All these programmes work in consort with PMETB guidelines for clinical accreditation in Ophthalmology utilizing the Annual Reviews of Competence Progression (ARCP) and RITAs. They continue with tailoring the programme for the individual: in line with NIHR guidelines. As such:

  • 50% of time is spent with tailored clinical training within the Severn Deanery (70% for ACFs)
  • 50% of time for academic training (30% for ACFs) . This includes protected research time during the week as well training in education via certificate or diploma in medical education. For further information please refer to the Teaching and Learning for Health Professionals¬†site.

Positions are occupied by Post-Doctoral Clinical trainees and we work toward Follett principles of integrated academic and clinical appraisal.
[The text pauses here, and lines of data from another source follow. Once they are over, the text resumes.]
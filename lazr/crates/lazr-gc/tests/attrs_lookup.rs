//! Attribute set lookup, ordering and footprint tests
//!
//! Sets are built through the public API only, collected, and read back
//! through roots.

mod common;

use common::HeapFixture;
use lazr_gc::{Attr, Bindings, EvalError, Value};
use lazr_util::symbol::{S_META, S_NAME, S_OUT_PATH, S_SYSTEM, S_TYPE};
use lazr_util::{Pos, PosIdx, Symbol};

// ============================================================================
// LOOKUP
// ============================================================================

#[test]
fn test_lookup_finds_every_name() {
    let mut fx = HeapFixture::with_defaults();
    let set = fx.set_of(&[("zlib", 1), ("openssl", 2), ("curl", 3), ("bash", 4)]);

    assert_eq!(fx.int_attr(set, "zlib"), Some(1));
    assert_eq!(fx.int_attr(set, "openssl"), Some(2));
    assert_eq!(fx.int_attr(set, "curl"), Some(3));
    assert_eq!(fx.int_attr(set, "bash"), Some(4));
    assert_eq!(fx.int_attr(set, "perl"), None);
}

#[test]
fn test_lookup_survives_collection() {
    let mut fx = HeapFixture::with_defaults();
    let set = fx.set_of(&[("name", 10), ("version", 20), ("src", 30)]);
    let id = fx.root_set(set);

    // Garbage between the set and the next collection
    for n in 0..100 {
        fx.int(n);
    }
    fx.collect();
    fx.collect();

    let set = fx.rooted_set(id);
    assert_eq!(fx.int_attr(set, "name"), Some(10));
    assert_eq!(fx.int_attr(set, "version"), Some(20));
    assert_eq!(fx.int_attr(set, "src"), Some(30));
}

#[test]
fn test_need_reports_demand_position() {
    let mut fx = HeapFixture::with_defaults();
    let set = fx.set_of(&[("outPath", 1)]);
    let pos = PosIdx::add(Pos::new("default.nix", 12, 7));

    let err = set
        .view(&fx.heap)
        .need(Symbol::intern("meta"), pos)
        .unwrap_err();
    match err {
        EvalError::MissingAttribute { name, pos: at } => {
            assert_eq!(name, Symbol::intern("meta"));
            assert_eq!(at, pos);
        },
        other => panic!("expected a missing attribute, got {:?}", other),
    }
    assert_eq!(
        set.view(&fx.heap)
            .need(Symbol::intern("meta"), pos)
            .unwrap_err()
            .to_string(),
        "attribute 'meta' missing, at default.nix:12:7"
    );
}

#[test]
fn test_known_names_match_interned_text() {
    let mut fx = HeapFixture::with_defaults();
    let set = fx.set_of(&[("type", 1), ("name", 2), ("outPath", 3), ("system", 4)]);
    let view = set.view(&fx.heap);

    let known_names = [
        (S_TYPE, "type"),
        (S_NAME, "name"),
        (S_OUT_PATH, "outPath"),
        (S_SYSTEM, "system"),
    ];
    for (known, text) in known_names {
        assert_eq!(Symbol::intern(text), known);
        assert_eq!(view.get(known).map(|a| a.name.as_str()), Some(text));
    }
    assert_eq!(fx.int_attr(set, "outPath"), Some(3));
    assert!(view.get(S_META).is_none());
}

#[test]
fn test_record_position_is_kept() {
    let mut fx = HeapFixture::with_defaults();
    let value = fx.int(5);
    let pos = PosIdx::add(Pos::new("flake.nix", 3, 5));

    let set = Bindings::build(
        &mut fx.heap,
        [Attr::with_pos(Symbol::intern("inputs"), value, pos)],
    )
    .unwrap();
    let id = fx.root_set(set);
    fx.collect();

    let attr = fx
        .rooted_set(id)
        .view(&fx.heap)
        .get(Symbol::intern("inputs"))
        .unwrap();
    assert_eq!(attr.pos, pos);
    assert_eq!(attr.pos.get().map(|p| p.line), Some(3));
}

#[test]
fn test_empty_set_lookup() {
    let mut fx = HeapFixture::with_defaults();
    let set = Bindings::build(&mut fx.heap, Vec::<Attr>::new()).unwrap();
    let view = set.view(&fx.heap);

    assert!(view.is_empty());
    assert!(view.is_sealed());
    assert_eq!(view.find(Symbol::intern("anything")), None);
    assert_eq!(view.iter().len(), 0);
}

// ============================================================================
// ORDERING
// ============================================================================

#[test]
fn test_sealed_order_follows_symbol_order() {
    let mut fx = HeapFixture::with_defaults();
    let set = fx.set_of(&[("d", 4), ("b", 2), ("c", 3), ("a", 1)]);
    let names: Vec<Symbol> = set.view(&fx.heap).iter().map(|a| a.name).collect();

    let mut sorted = names.clone();
    sorted.sort();
    assert_eq!(names, sorted);
}

#[test]
fn test_lexicographic_order_is_by_text() {
    let mut fx = HeapFixture::with_defaults();
    // Interned in reverse so the symbol order disagrees with the text order
    for name in ["lex_z", "lex_m", "lex_a"] {
        Symbol::intern(name);
    }
    let set = fx.set_of(&[("lex_a", 1), ("lex_z", 26), ("lex_m", 13)]);

    let names: Vec<&str> = set
        .view(&fx.heap)
        .lexicographic_order()
        .iter()
        .map(|a| a.name.as_str())
        .collect();
    assert_eq!(names, ["lex_a", "lex_m", "lex_z"]);
}

#[test]
fn test_duplicate_names_last_write_wins() {
    let mut fx = HeapFixture::with_defaults();
    let set = fx.set_of(&[("x", 1), ("y", 2), ("x", 3), ("x", 4)]);
    let view = set.view(&fx.heap);

    assert_eq!(view.size(), 2);
    assert_eq!(view.capacity(), 4);
    assert_eq!(fx.int_attr(set, "x"), Some(4));
    assert_eq!(fx.int_attr(set, "y"), Some(2));
}

// ============================================================================
// FOOTPRINT
// ============================================================================

#[test]
fn test_footprint_is_fixed_by_capacity() {
    let mut fx = HeapFixture::with_defaults();
    for capacity in [0u32, 1, 2, 7, 64] {
        let before = fx.heap.used_words();
        let set = Bindings::alloc(&mut fx.heap, capacity).unwrap();
        assert_eq!(fx.heap.used_words() - before, Bindings::words_for(capacity));
        assert_eq!(set.view(&fx.heap).words(), 2 + 3 * capacity as usize);
        assert_eq!(fx.heap.header(set.obj()).words(), Bindings::words_for(capacity));
    }
}

#[test]
fn test_partial_fill_keeps_footprint() {
    let mut fx = HeapFixture::with_defaults();
    let set = Bindings::alloc(&mut fx.heap, 10).unwrap();
    let value = fx.int(1);
    set.push(&mut fx.heap, Attr::new(Symbol::intern("only"), value));
    set.sort(&mut fx.heap);
    let id = fx.root_set(set);

    fx.collect();

    let view = fx.rooted_set(id).view(&fx.heap);
    assert_eq!(view.size(), 1);
    assert_eq!(view.capacity(), 10);
    assert_eq!(view.words(), Bindings::words_for(10));
}

#[test]
fn test_heap_walk_steps_over_containers() {
    let mut fx = HeapFixture::with_defaults();
    fx.set_of(&[("a", 1)]);
    Bindings::alloc(&mut fx.heap, 5).unwrap();
    fx.int(9);

    let walked: usize = fx.heap.objects().map(|(_, header)| header.words()).sum();
    assert_eq!(walked, fx.heap.used_words());
    assert_eq!(fx.assert_verified(), fx.heap.objects().count());
}

// ============================================================================
// BOUNDARIES
// ============================================================================

#[test]
fn test_fill_to_exact_capacity() {
    let mut fx = HeapFixture::with_defaults();
    let set = Bindings::alloc(&mut fx.heap, 3).unwrap();
    for (i, name) in ["one", "two", "three"].into_iter().enumerate() {
        let value = fx.int(i as i64);
        set.push(&mut fx.heap, Attr::new(Symbol::intern(name), value));
    }
    set.sort(&mut fx.heap);

    let view = set.view(&fx.heap);
    assert_eq!(view.size(), view.capacity());
}

#[test]
#[should_panic(expected = "attribute set is full")]
fn test_push_past_capacity_panics() {
    let mut fx = HeapFixture::with_defaults();
    let set = Bindings::alloc(&mut fx.heap, 1).unwrap();
    let value = fx.int(0);
    set.push(&mut fx.heap, Attr::new(Symbol::intern("a"), value));
    set.push(&mut fx.heap, Attr::new(Symbol::intern("b"), value));
}

#[test]
#[should_panic(expected = "sealed attribute set")]
fn test_push_after_seal_panics() {
    let mut fx = HeapFixture::with_defaults();
    let set = Bindings::alloc(&mut fx.heap, 2).unwrap();
    let value = fx.int(0);
    set.sort(&mut fx.heap);
    set.push(&mut fx.heap, Attr::new(Symbol::intern("late"), value));
}

#[test]
#[should_panic(expected = "unsealed attribute set")]
fn test_lookup_before_seal_panics() {
    let mut fx = HeapFixture::with_defaults();
    let set = Bindings::alloc(&mut fx.heap, 2).unwrap();
    set.view(&fx.heap).find(Symbol::intern("a"));
}

#[test]
#[should_panic(expected = "out of range")]
fn test_index_past_size_panics() {
    let mut fx = HeapFixture::with_defaults();
    let set = fx.set_of(&[("a", 1)]);
    set.view(&fx.heap).attr(1);
}

#[test]
fn test_value_decoding() {
    let mut fx = HeapFixture::with_defaults();
    let set = fx.set_of(&[("a", 1)]);
    let value = fx.heap.alloc_attrs(set).unwrap();

    assert_eq!(fx.heap.value(value), Some(Value::Attrs(set)));
    assert_eq!(fx.heap.value(value).unwrap().type_name(), "set");
    // The container itself is not a value
    assert_eq!(fx.heap.value(set.obj()), None);
}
This is in line with recommendations and guidelines for appointments and allows the incumbent to develop toward independent PI status in academia whilst becoming accredited at consultant status for practicing ophthalmology. The training is as such as tailored as currently possible within the curriculum to support their research potential. That is, the programme is focussed toward clinical areas that support their research so that they develop appropriate excellence and expertise that aligns both clinically and experimentally. We are able to do this to some degree, because academic ophthalmology is central to development of School of Ophthalmology within the Severn Deanery and the combined ethos for such development, even with current constraints of College/ GMC(PMETB) curriculum. The alignment of tailored training for academics and their success clinically and in research should be a sine qua non. We still need to work toward the final recommendation of Tooke Report (Jan 08) #44:

“To be eligible for a Consultant Senior Lecturer appointment, the applicant should possess a CCT in the relevant specialty area. Higher specialist College exams could be tailored to limited subspecialty expertise, recognising the narrower scope of practice that some clinical academics may need to embrace."